Long-running, short-running, memory-intensive, cpu-bound…don’t know what kind of jobs to expect. So how can the scheduler put them where they should be if it doesn’t know these things? Transition: Wouldn’t it be nice if the scheduler could just “handle it” – without the user having specify characteristics of their jobs in advance?
Our approach to this problem is DIOS – an adaptive distributed scheduler. Describe diagram. Transition: So you must be thinking…wait, how are you going to just “gather application-specific info”?
The answer is – we’ll write a tool with Pin, a dynamic instrumentation framework. Describe diagram – how it’s a mini VM. Describe points for inserting instrumentation and the tradeoffs – routine level, instruction level.

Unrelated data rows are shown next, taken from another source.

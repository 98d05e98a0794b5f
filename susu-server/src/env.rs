use base64::engine::general_purpose::STANDARD as b64;
use base64::Engine;
use lettre::message::Mailbox;
use std::fmt;
use std::str::FromStr;
use std::time::Duration;
use susu_common::otp::hasher::MIN_OTP_HASHING_KEY_LEN;
use susu_common::otp::{OtpSettings, OTP_LENGTH, OTP_MAX_ATTEMPTS};
use zeroize::{Zeroize, ZeroizeOnDrop};

const DB_USERNAME_VAR: &str = "SUSU_DB_USERNAME";
const DB_PASSWORD_VAR: &str = "SUSU_DB_PASSWORD";
const DB_HOSTNAME_VAR: &str = "SUSU_DB_HOSTNAME";
const DB_PORT_VAR: &str = "SUSU_DB_PORT";
const DB_NAME_VAR: &str = "SUSU_DB_NAME";
const DB_MAX_CONNECTIONS_VAR: &str = "SUSU_DB_MAX_CONNECTIONS";

const OTP_HASHING_KEY_VAR: &str = "SUSU_OTP_HASHING_KEY_B64";
const OTP_LIFETIME_MINS_VAR: &str = "SUSU_OTP_LIFETIME_MINS";
const OTP_RESEND_COOLDOWN_SECS_VAR: &str = "SUSU_OTP_RESEND_COOLDOWN_SECS";

const EMAIL_ENABLED_VAR: &str = "SUSU_EMAIL_ENABLED";
const EMAIL_FROM_ADDR_VAR: &str = "SUSU_EMAIL_FROM_ADDR";
const EMAIL_REPLY_TO_ADDR_VAR: &str = "SUSU_EMAIL_REPLY_TO_ADDR";
const SMTP_ADDRESS_VAR: &str = "SUSU_SMTP_ADDRESS";
const SMTP_USERNAME_VAR: &str = "SUSU_SMTP_USERNAME";
const SMTP_PASSWORD_VAR: &str = "SUSU_SMTP_PASSWORD";
const SMS_ENABLED_VAR: &str = "SUSU_SMS_ENABLED";

const HEALTH_ENDPOINT_KEY_VAR: &str = "SUSU_HEALTH_ENDPOINT_KEY";
const ACTIX_WORKER_COUNT_VAR: &str = "SUSU_ACTIX_WORKER_COUNT";
const LOG_LEVEL_VAR: &str = "SUSU_LOG_LEVEL";

#[derive(Zeroize, ZeroizeOnDrop)]
pub struct Config {
    pub db_username: String,
    pub db_password: String,
    pub db_hostname: String,
    #[zeroize(skip)]
    pub db_port: u16,
    pub db_name: String,
    #[zeroize(skip)]
    pub db_max_connections: u32,

    pub otp_hashing_key: Vec<u8>,
    #[zeroize(skip)]
    pub otp_lifetime: Duration,
    #[zeroize(skip)]
    pub otp_resend_cooldown: Duration,

    #[zeroize(skip)]
    pub email_enabled: bool,
    #[zeroize(skip)]
    pub email_from_address: Mailbox,
    #[zeroize(skip)]
    pub email_reply_to_address: Mailbox,
    pub smtp_address: String,
    pub smtp_username: String,
    pub smtp_password: String,
    #[zeroize(skip)]
    pub sms_enabled: bool,

    pub health_endpoint_key: String,
    #[zeroize(skip)]
    pub actix_worker_count: usize,
    #[zeroize(skip)]
    pub log_level: String,
}

impl Config {
    pub fn from_env() -> Result<Config, ConfigError> {
        Self::from_vars(|key| std::env::var(key).ok())
    }

    pub fn from_vars<F>(lookup: F) -> Result<Config, ConfigError>
    where
        F: Fn(&str) -> Option<String>,
    {
        let vars = Vars(lookup);

        let otp_hashing_key = b64
            .decode(vars.get::<String>(OTP_HASHING_KEY_VAR)?.as_bytes())
            .map_err(|_| ConfigError::InvalidVar(OTP_HASHING_KEY_VAR))?;
        if otp_hashing_key.len() < MIN_OTP_HASHING_KEY_LEN {
            return Err(ConfigError::InvalidVar(OTP_HASHING_KEY_VAR));
        }

        let otp_lifetime_mins: u64 = vars.get_or(OTP_LIFETIME_MINS_VAR, 10);
        if otp_lifetime_mins == 0 {
            return Err(ConfigError::InvalidVar(OTP_LIFETIME_MINS_VAR));
        }

        let email_enabled: bool = if cfg!(test) {
            false
        } else {
            vars.get(EMAIL_ENABLED_VAR)?
        };

        let email_from_address: Mailbox = vars
            .get::<String>(EMAIL_FROM_ADDR_VAR)?
            .parse()
            .map_err(|_| ConfigError::InvalidVar(EMAIL_FROM_ADDR_VAR))?;
        let email_reply_to_address: Mailbox = vars
            .get::<String>(EMAIL_REPLY_TO_ADDR_VAR)?
            .parse()
            .map_err(|_| ConfigError::InvalidVar(EMAIL_REPLY_TO_ADDR_VAR))?;

        // The relay is only needed when mail actually goes out
        let smtp_var = |key: &'static str| -> Result<String, ConfigError> {
            if email_enabled {
                vars.get(key)
            } else {
                Ok(vars.get_or(key, String::new()))
            }
        };

        Ok(Config {
            db_username: vars.get(DB_USERNAME_VAR)?,
            db_password: vars.get(DB_PASSWORD_VAR)?,
            db_hostname: vars.get(DB_HOSTNAME_VAR)?,
            db_port: vars.get(DB_PORT_VAR)?,
            db_name: vars.get(DB_NAME_VAR)?,
            db_max_connections: vars.get_or(DB_MAX_CONNECTIONS_VAR, 48),

            otp_hashing_key,
            otp_lifetime: Duration::from_secs(otp_lifetime_mins * 60),
            otp_resend_cooldown: Duration::from_secs(vars.get_or(OTP_RESEND_COOLDOWN_SECS_VAR, 60)),

            email_enabled,
            email_from_address,
            email_reply_to_address,
            smtp_address: smtp_var(SMTP_ADDRESS_VAR)?,
            smtp_username: smtp_var(SMTP_USERNAME_VAR)?,
            smtp_password: smtp_var(SMTP_PASSWORD_VAR)?,
            sms_enabled: vars.get_or(SMS_ENABLED_VAR, false),

            health_endpoint_key: vars.get(HEALTH_ENDPOINT_KEY_VAR)?,
            actix_worker_count: vars.get_or(ACTIX_WORKER_COUNT_VAR, num_cpus::get()),
            log_level: vars.get_or(LOG_LEVEL_VAR, String::from("info")),
        })
    }

    pub fn database_uri(&self) -> String {
        format!(
            "postgres://{}:{}@{}:{}/{}",
            self.db_username, self.db_password, self.db_hostname, self.db_port, self.db_name,
        )
    }

    pub fn otp_settings(&self) -> OtpSettings {
        OtpSettings {
            length: OTP_LENGTH,
            lifetime: self.otp_lifetime,
            resend_cooldown: self.otp_resend_cooldown,
            max_attempts: OTP_MAX_ATTEMPTS,
        }
    }
}

struct Vars<F: Fn(&str) -> Option<String>>(F);

impl<F: Fn(&str) -> Option<String>> Vars<F> {
    fn get<T: FromStr>(&self, key: &'static str) -> Result<T, ConfigError> {
        let var = (self.0)(key).ok_or(ConfigError::missing(key))?;
        let var: T = var.parse().map_err(|_| ConfigError::invalid(key))?;
        Ok(var)
    }

    fn get_or<T: FromStr>(&self, key: &'static str, default: T) -> T {
        let Some(var) = (self.0)(key) else {
            return default;
        };

        var.parse().unwrap_or(default)
    }
}

#[derive(Clone, Copy, Debug, PartialEq, Eq)]
pub enum ConfigError {
    MissingVar(&'static str),
    InvalidVar(&'static str),
}

impl ConfigError {
    fn missing(var_name: &'static str) -> Self {
        Self::MissingVar(var_name)
    }

    fn invalid(var_name: &'static str) -> Self {
        Self::InvalidVar(var_name)
    }
}

impl std::error::Error for ConfigError {}

impl fmt::Display for ConfigError {
    fn fmt(&self, f: &mut fmt::Formatter<'_>) -> fmt::Result {
        match self {
            Self::MissingVar(key) => write!(f, "Missing environment variable '{}'", key),
            Self::InvalidVar(key) => write!(f, "Environment variable '{}' is invalid", key),
        }
    }
}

So we’ve established that Pin is a tool for what we want to do – dynamically instrument applications. But what code do we want to insert? What are we looking to get from our pintool? Since we are trying to detect and avoid memory contention between processes, it makes senses to study the memory behavior of the applications. To this end, we chose three things to start with (describe them). The figure to side there shows how the pintool fits in to our overall plan – it would collect information for each application and report the results to Hare, the local scheduler. Then Hare, which is also monitoring the memory subsystem of the local machine, reports to Rhino, and Rhino decides what to do.
Considering our motivation, it was important to try to evaluate it on a somewhat realistic workload. Since it seems like most long-running jobs on clusters are scientific applications, we wanted to use real scientific benchmarks. Describe benchmarks. To evaluate the scheduler, we measured the total runtime from… Then, to evaluate our pintool, we measured the overhead from running each application with our pintool and also tracked the information we collected over time to see if we could correlate it to interesting behavior or differences between programs.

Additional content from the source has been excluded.